“Black. One sugar. Thanks.” Her warm brown gaze doesn’t leave the menu card.
“And anything to eat?
“Not sure yet,” I hedge. “We’ll let you know later.”
Theresa nods and backtracks toward the front counter through the narrow annex that connects the cafe’s central area to this smaller, conservatory-style room. Kyra sighs, setting the menu down to take stock of the plants sitting on the floor or hanging from various hooks on the walls. “Well. That was horrible.” She slides off her chair and crosses to one with red flowers that droop from small, dark green leaves.
“I think you did okay shutting her down politely.”
She shrugs. “I hate when people ask what I’ve been doing. Even more when they not so subtly point out how little Dad speaks of me.” Her tongue peeks out to wet her lips, and she draws a slow, deep breath as she catches her reflection in a painted mirror.
I figure a change of subject is in order if I don’t want her to shut right down. “You like houseplants, huh?”
Kyra’s head snaps around as though she’d been in a daze, a shy smile on her lips while she moves back to her seat. “I lived in a small apartment before, and there was only one good window that got morning sun. But it was near the cooktop, so anything I tried to grow either withered with the heat or suffered without enough daylight.”
“But you hope to have a few once you get a place of your own?”
“Yeah.” She sets her elbows on the table, fingers flexing between one another. “Hoping.”
I shift my gaze from the cloud blue tips of her nails to the small tattoo of a butterfly inside her wrist. “Any luck with the search?”
“I gave it a rest last night.” She draws back, leaning against her seat to set her hands on her lap. “Visited my grandmother and tolerated that line of questioning instead. You know, because it’s so much more fun than facing my problems head-on.”
Her dry humor has the corners of my mouth curl. “You think she would have been a cop, too, if it had been as welcoming to women in her time?”
“More like a P.I. Anything that puts her in anyone else’s business but hers.” Kyra smiles. “I’m sorry. I’m so damn bitter today you’d think I was sucking lemons all afternoon.”
An unwarranted vision of her suckingsomethingflitters through my mind. “Not at all. Change is hard.” I shrug. “Probably why I never did it.”
Damn straight, why I never did. I’d hardly call myself conflict-avoidant, but I never felt I had an argument strong enough to take to the old man about why I couldn’t join the club. It wasn’t my dream—it was his. But when I had no grand fantasy of my own, there seemed no point in avoiding the path he’d laid out for me.
“What do you plan to do now that you’re back?” I press. “Council work can’t be exciting enough to return to Temperance for.”
She huffs a small laugh. “No. It’s not.” Elbows to the table, she reaches for the menu card again and fusses with the frayed edges. “I have an income stream. It’s just… impossible to do while I’m here.”

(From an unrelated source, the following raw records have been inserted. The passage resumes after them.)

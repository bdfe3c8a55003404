//! Opening handshake for the accepting side.

use std::fmt;
use std::panic::{catch_unwind, AssertUnwindSafe};
use std::sync::Arc;

use log::{debug, error, warn};
use tokio::io::AsyncWriteExt;

use crate::config::Config;
use crate::error::{Error, HandshakeError};
use crate::net::connection::WebSocket;
use crate::net::extension::{build_extensions, match_offers, parse_extensions, parse_tokens, Extension};
use crate::net::framing::Role;
use crate::net::handshake::{
    check_upgrade_headers, compute_accept_key, is_valid_key, single_header, CONNECTION, ORIGIN,
    SEC_WEBSOCKET_ACCEPT, SEC_WEBSOCKET_EXTENSIONS, SEC_WEBSOCKET_KEY, SEC_WEBSOCKET_PROTOCOL,
    SEC_WEBSOCKET_VERSION, UPGRADE,
};
use crate::net::http::{self, Headers, RequestHead};
use crate::net::transport::Transport;

/// Picks a subprotocol given the client's offers and the server's list.
pub type SubprotocolSelector = Arc<dyn Fn(&[String], &[String]) -> Option<String> + Send + Sync>;

/// Inspects a request before validation; a response aborts the handshake with it.
pub type RequestProcessor = Arc<dyn Fn(&RequestHead) -> Option<EarlyResponse> + Send + Sync>;

#[derive(Debug, Clone, PartialEq, Eq)]
pub struct EarlyResponse {
    pub status: u16,
    pub headers: Headers,
    pub body: Vec<u8>,
}

impl EarlyResponse {
    pub fn new(status: u16, body: impl Into<Vec<u8>>) -> Self {
        let headers = [("Content-Type", "text/plain")].into_iter().collect();
        Self { status, headers, body: body.into() }
    }
}

/// Outcome of a successful negotiation.
pub(crate) struct Negotiated {
    pub headers: Headers,
    pub extensions: Vec<Arc<dyn Extension>>,
    pub subprotocol: Option<String>,
}

#[derive(Clone, Default)]
pub struct ServerHandshake {
    origins: Option<Vec<String>>,
    extensions: Vec<Arc<dyn Extension>>,
    subprotocols: Vec<String>,
    select_subprotocol: Option<SubprotocolSelector>,
    process_request: Option<RequestProcessor>,
    extra_headers: Headers,
    config: Config,
}

impl fmt::Debug for ServerHandshake {
    fn fmt(&self, f: &mut fmt::Formatter<'_>) -> fmt::Result {
        f.debug_struct("ServerHandshake")
            .field("origins", &self.origins)
            .field("extensions", &self.extensions)
            .field("subprotocols", &self.subprotocols)
            .field("config", &self.config)
            .finish_non_exhaustive()
    }
}

impl ServerHandshake {
    pub fn new() -> Self {
        Self::default()
    }

    /// Only accept requests whose `Origin` is in this list. Requests without
    /// an `Origin` header are refused once a list is set.
    pub fn origins<I, S>(mut self, origins: I) -> Self
    where
        I: IntoIterator<Item = S>,
        S: Into<String>,
    {
        self.origins = Some(origins.into_iter().map(Into::into).collect());
        self
    }

    pub fn extension(mut self, extension: Arc<dyn Extension>) -> Self {
        self.extensions.push(extension);
        self
    }

    /// Supported subprotocols in order of preference.
    pub fn subprotocols<I, S>(mut self, subprotocols: I) -> Self
    where
        I: IntoIterator<Item = S>,
        S: Into<String>,
    {
        self.subprotocols = subprotocols.into_iter().map(Into::into).collect();
        self
    }

    pub fn select_subprotocol<F>(mut self, select: F) -> Self
    where
        F: Fn(&[String], &[String]) -> Option<String> + Send + Sync + 'static,
    {
        self.select_subprotocol = Some(Arc::new(select));
        self
    }

    pub fn process_request<F>(mut self, process: F) -> Self
    where
        F: Fn(&RequestHead) -> Option<EarlyResponse> + Send + Sync + 'static,
    {
        self.process_request = Some(Arc::new(process));
        self
    }

    /// Header added to every `101 Switching Protocols` response.
    pub fn header(mut self, name: impl Into<String>, value: impl Into<String>) -> Self {
        self.extra_headers.append(name, value);
        self
    }

    pub fn config(mut self, config: Config) -> Self {
        self.config = config;
        self
    }

    pub fn get_config(&self) -> &Config {
        &self.config
    }

    /// Validates `request` and computes the `101` response for it.
    pub(crate) fn negotiate(&self, request: &RequestHead) -> Result<Negotiated, HandshakeError> {
        if let Some(process) = &self.process_request {
            if let Some(EarlyResponse { status, headers, body }) = process(request) {
                return Err(HandshakeError::Abort { status, headers, body });
            }
        }
        if request.method != "GET" {
            return Err(HandshakeError::Http(format!("unsupported method {}", request.method)));
        }
        if request.version != 1 {
            return Err(HandshakeError::Http(format!("unsupported HTTP version 1.{}", request.version)));
        }

        let headers = &request.headers;
        check_upgrade_headers(headers)?;

        let key = single_header(headers, SEC_WEBSOCKET_KEY)?;
        if !is_valid_key(key) {
            return Err(HandshakeError::InvalidKey(key.to_string()));
        }
        let version = single_header(headers, SEC_WEBSOCKET_VERSION)?;
        if version != "13" {
            return Err(HandshakeError::InvalidVersion(version.to_string()));
        }
        self.check_origin(headers)?;

        let (extensions, extensions_header) = self.negotiate_extensions(headers);
        let subprotocol = self.negotiate_subprotocol(headers);

        let mut response = Headers::new();
        response.append(UPGRADE, "websocket");
        response.append(CONNECTION, "Upgrade");
        response.append(SEC_WEBSOCKET_ACCEPT, compute_accept_key(key));
        if let Some(value) = extensions_header {
            response.append(SEC_WEBSOCKET_EXTENSIONS, value);
        }
        if let Some(subprotocol) = &subprotocol {
            response.append(SEC_WEBSOCKET_PROTOCOL, subprotocol.as_str());
        }
        for (name, value) in self.extra_headers.iter() {
            response.append(name, value);
        }

        Ok(Negotiated { headers: response, extensions, subprotocol })
    }

    fn check_origin(&self, headers: &Headers) -> Result<(), HandshakeError> {
        let Some(allowed) = &self.origins else {
            return Ok(());
        };
        let origin = match single_header(headers, ORIGIN) {
            Ok(origin) => origin,
            Err(HandshakeError::MissingHeader(_)) => return Err(HandshakeError::InvalidOrigin(None)),
            Err(e) => return Err(e),
        };
        if allowed.iter().any(|o| o == origin) {
            Ok(())
        } else {
            Err(HandshakeError::InvalidOrigin(Some(origin.to_string())))
        }
    }

    fn negotiate_extensions(&self, headers: &Headers) -> (Vec<Arc<dyn Extension>>, Option<String>) {
        if self.extensions.is_empty() {
            return (Vec::new(), None);
        }
        let offers: Vec<_> = headers.get_all(SEC_WEBSOCKET_EXTENSIONS).flat_map(parse_extensions).collect();
        let (accepted, declined) = match_offers(offers, &self.extensions);
        for (name, _) in &declined {
            debug!("declined extension offer {name}");
        }
        if accepted.is_empty() {
            return (Vec::new(), None);
        }
        let header = build_extensions(accepted.iter().map(|(ext, params)| (ext.name(), params.as_slice())));
        (accepted.into_iter().map(|(ext, _)| ext).collect(), Some(header))
    }

    fn negotiate_subprotocol(&self, headers: &Headers) -> Option<String> {
        let offered: Vec<String> =
            headers.get_all(SEC_WEBSOCKET_PROTOCOL).flat_map(parse_tokens).map(str::to_string).collect();
        if offered.is_empty() {
            return None;
        }
        match &self.select_subprotocol {
            Some(select) => select(&offered, &self.subprotocols),
            None => default_subprotocol(&offered, &self.subprotocols),
        }
    }

    /// Runs the handshake on a freshly accepted transport. Failures are
    /// answered with an HTTP error response and reported as `None`.
    pub async fn accept<T: Transport>(&self, transport: T) -> Option<WebSocket> {
        self.accept_when(transport, || true).await
    }

    /// Like `accept`; requests that arrive while `serving()` is false are
    /// answered with 503.
    pub(crate) async fn accept_when<T, F>(&self, mut transport: T, serving: F) -> Option<WebSocket>
    where
        T: Transport,
        F: Fn() -> bool,
    {
        let peer = transport.peer_addr();
        let (request, leftover) = match http::read_request_head(&mut transport).await {
            Ok(read) => read,
            Err(Error::Handshake(err)) => {
                warn!("invalid request from {peer:?}: {err}");
                reject(&mut transport, &err).await;
                return None;
            }
            Err(err) => {
                debug!("connection from {peer:?} ended before the handshake: {err}");
                return None;
            }
        };
        debug!("server handshake: {} {} from {peer:?}", request.method, request.path);

        let negotiated = if !serving() {
            Err(HandshakeError::Abort {
                status: 503,
                headers: [("Content-Type", "text/plain")].into_iter().collect(),
                body: b"Server is shutting down.\n".to_vec(),
            })
        } else {
            match catch_unwind(AssertUnwindSafe(|| self.negotiate(&request))) {
                Ok(negotiated) => negotiated,
                Err(_) => {
                    error!("handshake handler panicked for {peer:?}");
                    send_response(&mut transport, 500, &error_headers(), INTERNAL_ERROR_BODY).await;
                    return None;
                }
            }
        };

        match negotiated {
            Ok(Negotiated { headers, extensions, subprotocol }) => {
                if let Err(err) = http::write_response(&mut transport, 101, &headers, b"").await {
                    debug!("failed to send 101 to {peer:?}: {err}");
                    return None;
                }
                Some(WebSocket::open(transport, Role::Server, self.config.clone(), leftover, extensions, subprotocol))
            }
            Err(err) => {
                warn!("rejected handshake from {peer:?}: {err}");
                reject(&mut transport, &err).await;
                None
            }
        }
    }
}

const INTERNAL_ERROR_BODY: &[u8] =
    b"Failed to open a WebSocket connection.\nSee server log for more information.\n";

/// Intersection of both lists minimizing the sum of positions; ties go to the
/// client's earlier offer.
pub fn default_subprotocol(offered: &[String], available: &[String]) -> Option<String> {
    offered
        .iter()
        .enumerate()
        .filter_map(|(ci, p)| available.iter().position(|s| s == p).map(|si| (ci + si, p)))
        .min_by_key(|(score, _)| *score)
        .map(|(_, p)| p.clone())
}

fn error_headers() -> Headers {
    [("Content-Type", "text/plain"), ("Connection", "close")].into_iter().collect()
}

/// Status, headers and plain text body answering a failed handshake.
pub(crate) fn error_response(err: &HandshakeError) -> (u16, Headers, Vec<u8>) {
    if let HandshakeError::Abort { status, headers, body } = err {
        let mut headers = headers.clone();
        headers.set_default("Connection", "close");
        return (*status, headers, body.clone());
    }

    let status = err.status();
    let mut headers = error_headers();
    let mut body = format!("Failed to open a WebSocket connection: {err}.\n");
    if status == 426 {
        headers.append(UPGRADE, "websocket");
        body.push_str("\nYou cannot access a WebSocket server directly with a browser. You need a WebSocket client.\n");
    }
    (status, headers, body.into_bytes())
}

async fn reject<T: Transport>(transport: &mut T, err: &HandshakeError) {
    let (status, headers, body) = error_response(err);
    send_response(transport, status, &headers, &body).await;
}

async fn send_response<T: Transport>(transport: &mut T, status: u16, headers: &Headers, body: &[u8]) {
    if let Err(err) = http::write_response(transport, status, headers, body).await {
        debug!("failed to send {status} response: {err}");
        return;
    }
    let _ = transport.shutdown().await;
}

“How so?” Do her parents not support her career? Did her employer not offer a transfer? What the hell could be the reason for giving up her source of income?
“It’s kind of hard to explain.” Her gaze flicks to me and then back to her hands. “It’s just online stuff, but I can’t do it now that I’m back in my parents’ house. No way.”

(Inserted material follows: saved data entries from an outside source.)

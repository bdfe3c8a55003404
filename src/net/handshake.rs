//! Pieces shared by both sides of the opening handshake.

use base64::engine::general_purpose::STANDARD as BASE64;
use base64::Engine as _;
use ring::digest;

use crate::error::{HandshakeError, Result};
use crate::net::extension::parse_tokens;
use crate::net::framing::random_bytes;
use crate::net::http::Headers;

/// Concatenated with the client key before hashing (RFC 6455 section 1.3).
pub const WS_GUID: &str = "258EAFA5-E914-47DA-95CA-C5AB0DC85B11";

pub const CONNECTION: &str = "Connection";
pub const UPGRADE: &str = "Upgrade";
pub const HOST: &str = "Host";
pub const ORIGIN: &str = "Origin";
pub const AUTHORIZATION: &str = "Authorization";
pub const SEC_WEBSOCKET_KEY: &str = "Sec-WebSocket-Key";
pub const SEC_WEBSOCKET_VERSION: &str = "Sec-WebSocket-Version";
pub const SEC_WEBSOCKET_ACCEPT: &str = "Sec-WebSocket-Accept";
pub const SEC_WEBSOCKET_EXTENSIONS: &str = "Sec-WebSocket-Extensions";
pub const SEC_WEBSOCKET_PROTOCOL: &str = "Sec-WebSocket-Protocol";

/// `base64(SHA-1(key + GUID))`.
pub fn compute_accept_key(client_key: &str) -> String {
    let mut ctx = digest::Context::new(&digest::SHA1_FOR_LEGACY_USE_ONLY);
    ctx.update(client_key.as_bytes());
    ctx.update(WS_GUID.as_bytes());
    BASE64.encode(ctx.finish())
}

/// Fresh base64 encoded 16 byte nonce for `Sec-WebSocket-Key`.
pub fn generate_key() -> Result<String> {
    Ok(BASE64.encode(random_bytes::<16>()?))
}

/// A key is valid when it base64-decodes to exactly 16 bytes.
pub fn is_valid_key(key: &str) -> bool {
    matches!(BASE64.decode(key), Ok(raw) if raw.len() == 16)
}

pub fn basic_auth(user: &str, password: &str) -> String {
    format!("Basic {}", BASE64.encode(format!("{user}:{password}")))
}

/// Checks `Connection` lists `upgrade` and `Upgrade` is exactly `websocket`.
pub(crate) fn check_upgrade_headers(headers: &Headers) -> std::result::Result<(), HandshakeError> {
    let connections: Vec<&str> = headers.get_all(CONNECTION).flat_map(parse_tokens).collect();
    if !connections.iter().any(|c| c.eq_ignore_ascii_case("upgrade")) {
        return Err(HandshakeError::InvalidUpgrade(format!(
            "no upgrade in Connection header, got {connections:?}"
        )));
    }

    let upgrades: Vec<&str> = headers.get_all(UPGRADE).flat_map(parse_tokens).collect();
    if upgrades.len() != 1 || !upgrades[0].eq_ignore_ascii_case("websocket") {
        return Err(HandshakeError::InvalidUpgrade(format!(
            "expected websocket in Upgrade header, got {upgrades:?}"
        )));
    }
    Ok(())
}

/// The single value of a header that must not repeat.
pub(crate) fn single_header<'a>(
    headers: &'a Headers,
    name: &'static str,
) -> std::result::Result<&'a str, HandshakeError> {
    let mut values = headers.get_all(name);
    let first = values.next().ok_or(HandshakeError::MissingHeader(name))?;
    if values.next().is_some() {
        return Err(HandshakeError::InvalidHeader { name, value: "multiple values".to_string() });
    }
    Ok(first)
}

I glance at the plants surrounding us, the lush green foliage that makes her a fraction happier, and it clicks.
“Why don’t you do your work from here?”
EIGHT
KYRA
If I had a drink,I’d choke on it. Instead, saliva lodges in my airway, making me hack for my next breath. Jinx raises an eyebrow and reaches over to set his massive hand on my shoulder.
“You okay?”
I wave him off. “Fine. Sorry.”
“What the hell about what I said made you do that?”

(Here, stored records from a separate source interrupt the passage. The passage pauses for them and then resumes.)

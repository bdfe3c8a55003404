pub mod connection;
pub mod extension;
pub mod framing;
pub mod handshake;
pub mod http;
pub mod registry;
pub mod tcp_opt;
pub mod transport;
pub mod ws_client;
pub mod ws_server;
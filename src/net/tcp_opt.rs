use std::io;
use std::net::SocketAddr;

use socket2::{Domain, Protocol, Socket, Type};
use tokio::net::{TcpListener, TcpStream, ToSocketAddrs};

const LISTEN_BACKLOG: i32 = 1024;

/// Sets latency flags on a connected stream.
///
/// * `TCP_NODELAY`: frames are written whole and flushed by the write gate,
///   so Nagle only delays them.
pub fn apply_optimizations(stream: &TcpStream) -> io::Result<()> {
    stream.set_nodelay(true)
}

/// Opens an outbound connection with the optimizations applied.
pub async fn connect(addr: impl ToSocketAddrs) -> io::Result<TcpStream> {
    let stream = TcpStream::connect(addr).await?;
    apply_optimizations(&stream)?;
    Ok(stream)
}

/// Creates a nonblocking listening socket and hands it to tokio.
pub fn create_listener(addr: SocketAddr) -> io::Result<TcpListener> {
    let domain = match addr {
        SocketAddr::V4(_) => Domain::IPV4,
        SocketAddr::V6(_) => Domain::IPV6,
    };
    let socket = Socket::new(domain, Type::STREAM, Some(Protocol::TCP))?;

    socket.set_reuse_address(true)?;
    socket.set_nonblocking(true)?;
    socket.set_nodelay(true)?;
    socket.bind(&addr.into())?;
    socket.listen(LISTEN_BACKLOG)?;

    TcpListener::from_std(socket.into())
}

If only he knew…“I can’t do my work here either. But it was a great suggestion. Thank you.”
“You know,” he starts, leaning back to hook his thumbs in his pockets. “I’m not exactly stupid, but I can be a little slow. And this whole riddle around what you do for a living has got me beat. What the hell do you do that you can’t do at your parents’ house, or here? Does it make too much noise?”